Using this approach we have catalogued for the first time the genome-wide binding events for
brachyury in a mammalian cell line, identified potential “druggable” targets and gained significant
insight into the role of brachyury in the pathogenesis of chordoma. Given the emerging role of
brachyury in other cancers for example colorectal cancer, this work may serve as a resource for
others researching brachyury’s oncogenic properties.

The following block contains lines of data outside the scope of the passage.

//! Account-code first-use barrier.

use std::sync::{Condvar, Mutex, PoisonError};
use std::time::Duration;

/// Process-wide account code, set once asynchronously by the account-value
/// callback.
///
/// Readers that need the code before it is known block in [`wait`] (contract:
/// block, don't poll-fail); the first [`set`] wakes all of them. Later sets
/// overwrite — the gateway re-sends account values on reconnect — but never
/// clear.
///
/// [`wait`]: AccountCodeCell::wait
/// [`set`]: AccountCodeCell::set
#[derive(Debug, Default)]
pub struct AccountCodeCell {
    slot: Mutex<Option<String>>,
    ready: Condvar,
}

impl AccountCodeCell {
    pub fn new() -> Self {
        Self::default()
    }

    /// Store the code and wake every blocked waiter.
    pub fn set(&self, code: impl Into<String>) {
        let mut slot = self.lock();
        *slot = Some(code.into());
        self.ready.notify_all();
    }

    /// Non-blocking probe.
    pub fn get(&self) -> Option<String> {
        self.lock().clone()
    }

    /// Block until the code has been set at least once.
    pub fn wait(&self) -> String {
        let mut slot = self.lock();
        loop {
            if let Some(code) = slot.as_ref() {
                return code.clone();
            }
            slot = self
                .ready
                .wait(slot)
                .unwrap_or_else(PoisonError::into_inner);
        }
    }

    /// Block until the code is set or `timeout` elapses. `None` on timeout.
    pub fn wait_timeout(&self, timeout: Duration) -> Option<String> {
        let deadline = std::time::Instant::now() + timeout;
        let mut slot = self.lock();
        loop {
            if let Some(code) = slot.as_ref() {
                return Some(code.clone());
            }
            let remaining = deadline.checked_duration_since(std::time::Instant::now())?;
            let (guard, result) = self
                .ready
                .wait_timeout(slot, remaining)
                .unwrap_or_else(PoisonError::into_inner);
            slot = guard;
            if result.timed_out() && slot.is_none() {
                return None;
            }
        }
    }

    fn lock(&self) -> std::sync::MutexGuard<'_, Option<String>> {
        self.slot.lock().unwrap_or_else(PoisonError::into_inner)
    }
}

How closely have the original aims been met:
The generous grant from the Pathological Society has enabled us to meet our original aim of
identifying downstream targets of brachyury but additionally we were able to investigate a potential
upstream regulator as well. The work on the targets is being prepared for publication in a high impact
peer review journal in which the funding from the Pathological Society will be acknowledged.
I would like to thank the Pathological Society for their support.
Nischalan Pillay
Reference:
1. Cho MS, Chan IL, Flores ER. ΔNp63 transcriptionally regulates brachyury, a gene with
diverse roles in limb development,tumorigenesis and metastasis. Cell Cycle 2010;9:1-8.